Three New Books From Our Faculty That You Must Read Before You Die

Three of our faculty have either recently introduced books or are releasing them soon. They include a novel about returning home, a heartbreaking memoir of overcoming illness, and a collection of groundbreaking poetry. Why not collect them all?

Robin MacArthur, Visiting Faculty in Fiction, introduced her short story collection, Half Wild, in 2016. In January 2018, she released her first novel: Heart Spring Mountain, from which she read just a few weeks ago.

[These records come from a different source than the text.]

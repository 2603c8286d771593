//! BuyLocal client application
//!
//! [`App`] wires the request layer from process configuration: the HTTP
//! client, the shared session, the test-mode switch and the notification
//! channel. Screens take the pieces they need from it.
//!
//! # Example
//!
//! ```rust,no_run
//! use app_core::catalog::{ListProducts, ProductQuery};
//! use app_state::run_with_feedback;
//!
//! #[tokio::main]
//! async fn main() -> anyhow::Result<()> {
//!     buylocal::init_tracing();
//!     let app = buylocal::App::from_env()?;
//!     app.start().await;
//!
//!     let notifier = app.notifier();
//!     let page = run_with_feedback(
//!         &notifier,
//!         Some("Loading products"),
//!         app.context().invoke(&ListProducts, ProductQuery::default()),
//!         |_| None,
//!     )
//!     .await?;
//!     println!("{} products", page.products.len());
//!     Ok(())
//! }
//! ```

#![warn(missing_docs)]

use anyhow::Context;
use api_client::config::{self, ConfigSource, EnvConfig, TestModeSwitch};
use api_client::{ApiClient, ApiClientConfig, ApiContext, HttpTransport, Session, SessionWriter};
use app_core::AuthService;
use app_state::{NotificationProvider, NotifierHandle};
use std::sync::Arc;
use std::time::Duration;
use tracing::info;

/// The wired request layer for one app instance
#[derive(Debug)]
pub struct App {
    ctx: ApiContext,
    auth: AuthService,
    notifications: NotificationProvider,
}

impl App {
    /// Build from the process environment
    pub fn from_env() -> anyhow::Result<Self> {
        Self::from_source(Arc::new(EnvConfig))
    }

    /// Build from any configuration source using the reqwest transport
    ///
    /// # Errors
    ///
    /// Fails when `API_URL` is missing or the HTTP client cannot be built.
    pub fn from_source(source: Arc<dyn ConfigSource>) -> anyhow::Result<Self> {
        let client_config = client_config(source.as_ref())?;
        let client = ApiClient::new(client_config).context("failed to build HTTP client")?;
        Ok(Self::assemble(source, client))
    }

    /// Build with a caller-supplied transport
    pub fn with_transport(source: Arc<dyn ConfigSource>, transport: Arc<dyn HttpTransport>) -> anyhow::Result<Self> {
        let client_config = client_config(source.as_ref())?;
        Ok(Self::assemble(source, ApiClient::with_transport(client_config, transport)))
    }

    fn assemble(source: Arc<dyn ConfigSource>, client: ApiClient) -> Self {
        let mock_latency = config::parse::<u64>(source.as_ref(), config::MOCK_LATENCY_MS)
            .map(Duration::from_millis)
            .unwrap_or_default();
        let session_path = source.get(config::SESSION_PATH).filter(|path| !path.trim().is_empty());

        let writer = SessionWriter::new();
        let ctx = ApiContext::new(client, writer.handle(), TestModeSwitch::new(source))
            .with_mock_latency(mock_latency);

        let mut auth = AuthService::new(ctx.clone(), writer);
        if let Some(path) = session_path {
            auth = auth.with_store(path);
        }

        info!(base_url = %ctx.client().base_url(), strategy = ?ctx.strategy(), "request layer ready");
        Self { ctx, auth, notifications: NotificationProvider::new() }
    }

    /// Restore the saved session, if any
    pub async fn start(&self) -> Option<Session> {
        self.auth.hydrate().await
    }

    /// Context to invoke descriptors with
    pub fn context(&self) -> &ApiContext {
        &self.ctx
    }

    /// Login, logout and token refresh
    pub fn auth(&self) -> &AuthService {
        &self.auth
    }

    /// The notification channel owner
    pub fn notifications(&self) -> &NotificationProvider {
        &self.notifications
    }

    /// A handle for one screen
    pub fn notifier(&self) -> NotifierHandle {
        self.notifications.handle()
    }
}

fn client_config(source: &dyn ConfigSource) -> anyhow::Result<ApiClientConfig> {
    ApiClientConfig::from_source(source).context("invalid API client configuration")
}

/// Install the global tracing subscriber
///
/// Honors `RUST_LOG`, defaulting to `info`. Calling it twice is harmless.
pub fn init_tracing() {
    use tracing_subscriber::{fmt, EnvFilter};

    let filter = EnvFilter::try_from_default_env().unwrap_or_else(|_| EnvFilter::new("info"));
    if let Err(e) = fmt().with_env_filter(filter).try_init() {
        tracing::debug!(error = %e, "tracing already initialised");
    }
}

Published by Ecco, an imprint of HarperCollins, Heart Spring Mountain is themed around the idea of returning home—in this case, to rural Vermont in search of a missing mother possibly swept away in 2011’s Tropical Storm Irene. From this starting point, an entire family tree blooms that encompasses hippie grandmothers, commune dwellers, and part-time strippers. “MacArthur ably sustains multiple narrative threads and voices while sympathetically exploring more than four generations’ worth of hard times,” says Kirkus Reviews, ultimately calling it “a fecund and contemplative feminist family saga.” Oprah’s Book Club deems it one of 4 Books to Read Over a Winter Weekend, calling it “a novel of compassion,” while the Harvard Crimson states that it “beautifully intertwines generational connections.”

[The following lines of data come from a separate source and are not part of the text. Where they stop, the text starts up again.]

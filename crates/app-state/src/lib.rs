//! Application state management for BuyLocal
//!
//! This crate provides the global loader/notification channel and the
//! helper screens use to route request outcomes into it.

#![warn(missing_docs)]
#![warn(clippy::all)]

pub mod feedback;
pub mod notifier;

pub use feedback::{extract_error, run_with_feedback, FeedbackError};
pub use notifier::{ChannelConsumer, ChannelError, ChannelEvent, NotificationProvider, NotificationState, NotifierHandle};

Faculty in Fiction and Creative Nonfiction, Porochista Khakpour has an upcoming memoir, Sick, that’s been years in the making. She was diagnosed with Lyme disease in late 2012, but she also endured “all the years of hell where I did not know what was wrong with me,” she said in an interview with Lithub. Addictions, hospitalizations, misdiagnosis, and crushing hospital bills ensued. The resulting work spans two continents and a decade. As publisher HarperPerennial states, Khakpour “meditates on both the physical and psychological impacts of uncertainty…with candor and grace.” Already the book has made it onto dozens of eagerly-anticipated lists, including: Buzzfeed, The Boston Globe, The Rumpus, and Electric Literature—each stating how much their editors look forward to June 5th, the day the book goes on sale.

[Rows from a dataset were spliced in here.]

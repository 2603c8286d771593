//! HTTP client configuration
//!
//! This module owns the single configured client every descriptor talks
//! through: base URL, default headers, timeout, and the one place where
//! transport failures and error statuses are classified into [`ApiError`].
//! There is no retry at this layer.

use crate::config::{self, ConfigSource};
use crate::{ApiError, NetworkErrorKind, Result};
use async_trait::async_trait;
use serde::de::DeserializeOwned;
use serde::Serialize;
use std::collections::HashMap;
use std::sync::Arc;
use std::time::Duration;

// =============================================================================
// Request Types
// =============================================================================

/// HTTP method for API requests
#[derive(Debug, Clone, Copy, PartialEq, Eq)]
pub enum HttpMethod {
    /// GET request
    Get,
    /// POST request
    Post,
    /// PUT request
    Put,
    /// PATCH request
    Patch,
    /// DELETE request
    Delete,
}

impl HttpMethod {
    /// Method name as sent on the wire
    pub fn as_str(&self) -> &'static str {
        match self {
            HttpMethod::Get => "GET",
            HttpMethod::Post => "POST",
            HttpMethod::Put => "PUT",
            HttpMethod::Patch => "PATCH",
            HttpMethod::Delete => "DELETE",
        }
    }
}

/// A single backend request, relative to the configured base URL
///
/// # Examples
/// ```
/// use api_client::http::{ApiRequest, HttpMethod};
///
/// let request = ApiRequest::get("/products").query("brand", "b-1").bearer("tok");
/// assert_eq!(request.method, HttpMethod::Get);
/// assert_eq!(request.headers.get("Authorization").map(String::as_str), Some("Bearer tok"));
/// ```
#[derive(Debug, Clone, PartialEq)]
pub struct ApiRequest {
    /// HTTP method
    pub method: HttpMethod,
    /// Path below the base URL (e.g., "/auth/login")
    pub path: String,
    /// Query parameters, in insertion order
    pub query: Vec<(String, String)>,
    /// Request headers
    pub headers: HashMap<String, String>,
    /// JSON body
    pub body: Option<Vec<u8>>,
}

impl ApiRequest {
    /// Create a request with an explicit method
    pub fn new(method: HttpMethod, path: impl Into<String>) -> Self {
        Self {
            method,
            path: path.into(),
            query: Vec::new(),
            headers: HashMap::new(),
            body: None,
        }
    }

    /// Create a GET request
    pub fn get(path: impl Into<String>) -> Self {
        Self::new(HttpMethod::Get, path)
    }

    /// Create a POST request
    pub fn post(path: impl Into<String>) -> Self {
        Self::new(HttpMethod::Post, path)
    }

    /// Create a PUT request
    pub fn put(path: impl Into<String>) -> Self {
        Self::new(HttpMethod::Put, path)
    }

    /// Create a PATCH request
    pub fn patch(path: impl Into<String>) -> Self {
        Self::new(HttpMethod::Patch, path)
    }

    /// Create a DELETE request
    pub fn delete(path: impl Into<String>) -> Self {
        Self::new(HttpMethod::Delete, path)
    }

    /// Add a query parameter
    pub fn query(mut self, key: impl Into<String>, value: impl Into<String>) -> Self {
        self.query.push((key.into(), value.into()));
        self
    }

    /// Add a query parameter when the value is present
    pub fn query_opt(self, key: impl Into<String>, value: Option<impl ToString>) -> Self {
        match value {
            Some(value) => self.query(key, value.to_string()),
            None => self,
        }
    }

    /// Add a header
    pub fn header(mut self, key: impl Into<String>, value: impl Into<String>) -> Self {
        self.headers.insert(key.into(), value.into());
        self
    }

    /// Attach a bearer token
    pub fn bearer(self, token: &str) -> Self {
        self.header("Authorization", format!("Bearer {}", token))
    }

    /// Set the request body from JSON
    pub fn json<T: Serialize>(mut self, value: &T) -> Result<Self> {
        let body = serde_json::to_vec(value).map_err(|e| ApiError::Encoding(e.to_string()))?;
        self.body = Some(body);
        self.headers
            .insert("Content-Type".to_string(), "application/json".to_string());
        Ok(self)
    }
}

// =============================================================================
// Response Types
// =============================================================================

/// Successful (2xx) response as received from the backend
#[derive(Debug, Clone, PartialEq, Eq)]
pub struct RawResponse {
    /// HTTP status code
    pub status: u16,
    /// Response headers, lowercase names
    pub headers: HashMap<String, String>,
    /// Response body
    pub body: Vec<u8>,
}

impl RawResponse {
    /// Create a new response
    pub fn new(status: u16, headers: HashMap<String, String>, body: Vec<u8>) -> Self {
        Self { status, headers, body }
    }

    /// Build a 200 response from a JSON value
    pub fn json_ok(value: &serde_json::Value) -> Self {
        let mut headers = HashMap::new();
        headers.insert("content-type".to_string(), "application/json".to_string());
        Self::new(200, headers, value.to_string().into_bytes())
    }

    /// Get a header value
    pub fn header(&self, key: &str) -> Option<&String> {
        self.headers.get(&key.to_ascii_lowercase())
    }

    /// Body as lossy UTF-8
    pub fn text(&self) -> String {
        String::from_utf8_lossy(&self.body).into_owned()
    }

    /// Decode the body as JSON
    pub fn json<T: DeserializeOwned>(&self) -> Result<T> {
        serde_json::from_slice(&self.body)
            .map_err(|e| ApiError::malformed(format!("invalid JSON body: {}", e)))
    }
}

// =============================================================================
// Client Configuration
// =============================================================================

/// Configuration for the API client
#[derive(Debug, Clone)]
pub struct ApiClientConfig {
    /// Base service URL (e.g., "https://api.buylocal.app")
    pub base_url: String,
    /// Request timeout
    pub timeout: Duration,
    /// User agent string
    pub user_agent: String,
    /// Custom headers to include in all requests
    pub default_headers: HashMap<String, String>,
}

impl Default for ApiClientConfig {
    fn default() -> Self {
        let mut default_headers = HashMap::new();
        default_headers.insert("Accept".to_string(), "application/json".to_string());

        Self {
            base_url: "http://localhost:8080".to_string(),
            timeout: Duration::from_secs(30),
            user_agent: format!("BuyLocal/{}", env!("CARGO_PKG_VERSION")),
            default_headers,
        }
    }
}

impl ApiClientConfig {
    /// Create a new config with a base URL
    pub fn new(base_url: impl Into<String>) -> Self {
        Self {
            base_url: base_url.into(),
            ..Default::default()
        }
    }

    /// Build from process configuration
    ///
    /// `API_URL` is required; `API_TIMEOUT_SECS` overrides the timeout.
    pub fn from_source(source: &dyn ConfigSource) -> Result<Self> {
        let base_url = source
            .get(config::API_URL)
            .map(|url| url.trim().to_string())
            .filter(|url| !url.is_empty())
            .ok_or_else(|| ApiError::Config(format!("{} is not set", config::API_URL)))?;

        let mut built = Self::new(base_url);
        if let Some(secs) = config::parse::<u64>(source, config::API_TIMEOUT_SECS) {
            built.timeout = Duration::from_secs(secs);
        }
        Ok(built)
    }

    /// Set the timeout
    pub fn with_timeout(mut self, timeout: Duration) -> Self {
        self.timeout = timeout;
        self
    }

    /// Set the user agent
    pub fn with_user_agent(mut self, user_agent: impl Into<String>) -> Self {
        self.user_agent = user_agent.into();
        self
    }

    /// Add a default header
    pub fn with_header(mut self, key: impl Into<String>, value: impl Into<String>) -> Self {
        self.default_headers.insert(key.into(), value.into());
        self
    }

    /// Join the base URL and a request path
    pub fn url_for(&self, path: &str) -> String {
        let base = self.base_url.trim_end_matches('/');
        let path = path.trim_start_matches('/');
        format!("{}/{}", base, path)
    }
}

// =============================================================================
// Transport
// =============================================================================

/// A fully resolved request handed to the transport
#[derive(Debug, Clone, PartialEq)]
pub struct TransportRequest {
    /// HTTP method
    pub method: HttpMethod,
    /// Absolute URL
    pub url: String,
    /// Query parameters
    pub query: Vec<(String, String)>,
    /// Merged headers (defaults first, request headers win)
    pub headers: HashMap<String, String>,
    /// Request body
    pub body: Option<Vec<u8>>,
}

impl TransportRequest {
    /// Get a header value
    pub fn header(&self, key: &str) -> Option<&str> {
        self.headers
            .iter()
            .find(|(name, _)| name.eq_ignore_ascii_case(key))
            .map(|(_, value)| value.as_str())
    }
}

/// Whatever the server sent back, error statuses included
#[derive(Debug, Clone, PartialEq, Eq)]
pub struct TransportResponse {
    /// HTTP status code
    pub status: u16,
    /// Response headers, lowercase names
    pub headers: HashMap<String, String>,
    /// Response body
    pub body: Vec<u8>,
}

/// Failure to obtain any response
#[derive(Debug, Clone, PartialEq, Eq)]
pub struct TransportError {
    /// Failure class
    pub kind: NetworkErrorKind,
    /// Human-readable detail
    pub message: String,
}

impl TransportError {
    /// Create a new transport error
    pub fn new(kind: NetworkErrorKind, message: impl Into<String>) -> Self {
        Self { kind, message: message.into() }
    }
}

/// The seam between the client and the network
#[cfg_attr(test, mockall::automock)]
#[async_trait]
pub trait HttpTransport: Send + Sync {
    /// Perform exactly one HTTP exchange
    async fn execute(
        &self,
        request: TransportRequest,
    ) -> std::result::Result<TransportResponse, TransportError>;
}

/// Production transport backed by reqwest
#[derive(Debug, Clone)]
pub struct ReqwestTransport {
    client: reqwest::Client,
}

impl ReqwestTransport {
    /// Build a reqwest client honoring the configured timeout and user agent
    pub fn new(config: &ApiClientConfig) -> Result<Self> {
        let client = reqwest::Client::builder()
            .timeout(config.timeout)
            .user_agent(&config.user_agent)
            .build()
            .map_err(|e| ApiError::Config(format!("failed to build HTTP client: {}", e)))?;

        Ok(Self { client })
    }

    fn classify(error: &reqwest::Error) -> NetworkErrorKind {
        if error.is_timeout() {
            NetworkErrorKind::Timeout
        } else if error.is_connect() {
            NetworkErrorKind::Connect
        } else {
            NetworkErrorKind::Other
        }
    }
}

#[async_trait]
impl HttpTransport for ReqwestTransport {
    async fn execute(
        &self,
        request: TransportRequest,
    ) -> std::result::Result<TransportResponse, TransportError> {
        let mut req = match request.method {
            HttpMethod::Get => self.client.get(&request.url),
            HttpMethod::Post => self.client.post(&request.url),
            HttpMethod::Put => self.client.put(&request.url),
            HttpMethod::Patch => self.client.patch(&request.url),
            HttpMethod::Delete => self.client.delete(&request.url),
        };

        if !request.query.is_empty() {
            req = req.query(&request.query);
        }

        for (key, value) in &request.headers {
            req = req.header(key, value);
        }

        if let Some(body) = request.body {
            req = req.body(body);
        }

        let response = req.send().await.map_err(|e| {
            TransportError::new(Self::classify(&e), format!("Request failed: {}", e))
        })?;

        let status = response.status().as_u16();
        let mut headers = HashMap::new();
        for (key, value) in response.headers() {
            if let Ok(value_str) = value.to_str() {
                headers.insert(key.as_str().to_ascii_lowercase(), value_str.to_string());
            }
        }

        let body = response.bytes().await.map_err(|e| {
            TransportError::new(Self::classify(&e), format!("Failed to read response: {}", e))
        })?;

        Ok(TransportResponse { status, headers, body: body.to_vec() })
    }
}

// =============================================================================
// API Client
// =============================================================================

/// The shared client every descriptor sends through
///
/// # Examples
/// ```
/// use api_client::http::{ApiClient, ApiClientConfig};
///
/// let client = ApiClient::new(ApiClientConfig::new("https://api.buylocal.app")).unwrap();
/// assert_eq!(client.base_url(), "https://api.buylocal.app");
/// ```
#[derive(Clone)]
pub struct ApiClient {
    config: ApiClientConfig,
    transport: Arc<dyn HttpTransport>,
}

impl std::fmt::Debug for ApiClient {
    fn fmt(&self, f: &mut std::fmt::Formatter<'_>) -> std::fmt::Result {
        f.debug_struct("ApiClient").field("config", &self.config).finish_non_exhaustive()
    }
}

impl ApiClient {
    /// Create a client with the reqwest transport
    pub fn new(config: ApiClientConfig) -> Result<Self> {
        let transport = ReqwestTransport::new(&config)?;
        Ok(Self::with_transport(config, Arc::new(transport)))
    }

    /// Create a client over a custom transport
    pub fn with_transport(config: ApiClientConfig, transport: Arc<dyn HttpTransport>) -> Self {
        Self { config, transport }
    }

    /// Issue one request
    ///
    /// Fails with [`ApiError::Network`] when no response arrives and with
    /// [`ApiError::Http`] for any non-2xx status.
    pub async fn send(&self, request: ApiRequest) -> Result<RawResponse> {
        let mut headers = self.config.default_headers.clone();
        headers.extend(request.headers);

        let transport_request = TransportRequest {
            method: request.method,
            url: self.config.url_for(&request.path),
            query: request.query,
            headers,
            body: request.body,
        };

        tracing::trace!(
            method = transport_request.method.as_str(),
            url = %transport_request.url,
            "sending request"
        );

        let response = self
            .transport
            .execute(transport_request)
            .await
            .map_err(|e| ApiError::network(e.kind, e.message))?;

        if !(200..300).contains(&response.status) {
            let body = String::from_utf8_lossy(&response.body).into_owned();
            return Err(ApiError::http(response.status, body));
        }

        Ok(RawResponse::new(response.status, response.headers, response.body))
    }

    /// Get the client configuration
    pub fn config(&self) -> &ApiClientConfig {
        &self.config
    }

    /// Get the base URL
    pub fn base_url(&self) -> &str {
        &self.config.base_url
    }
}

// =============================================================================
// Tests
// =============================================================================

The cover is unusual, especially from a personal standpoint: in a hospital bed with a tube up her nose, it’s a selfie of Khakpour in the least flattering place to take a selfie. “It’s a lot to imagine your face at book stores and all over the internet for ages to come, but especially your face associated with a word like ‘sick!’”Khakpour said. “Then it seemed to make sense to me, when I remembered how many selfies—before they were called ‘selfies!’—I had taken during my sickest years. There was often not much more to do.”

Lastly: Poetry Faculty member Matthew Dickman debuted his fourth collection earlier this month. In Wonderland, Dickman reflects upon the neighborhood in southeastern Portland, Oregon, where he grew up. In a Portland before Portlandia, he endures a childhood filled with: “ambient violence, well-intentioned but warped family relations, [and] confining definitions of identity.” Dickman introduces a series marked by the hour, beginning at 1am and going on to midnight the next day. The “deprivation of this particular Portland neighborhood in the 1980s,” according to publisher W.W. Norton, reflects the changing face of a city beset by the forces of gentrification. Fittingly, Portlandia star Carrie Brownstein gave it kudos, calling the collection “deft and sparkling.

Dickman’s youth is marked by booze, addiction, skinheads and punk shows. There are plenty of stories to tell here, but for him, poetry is something more than a straightforward narrative: “poetry doesn’t come from storytelling,” he said in an interview with Hunger Mountain. “It comes from prayer. I think there’s something in our DNA as human beings that feels there’s something sacred about poems.”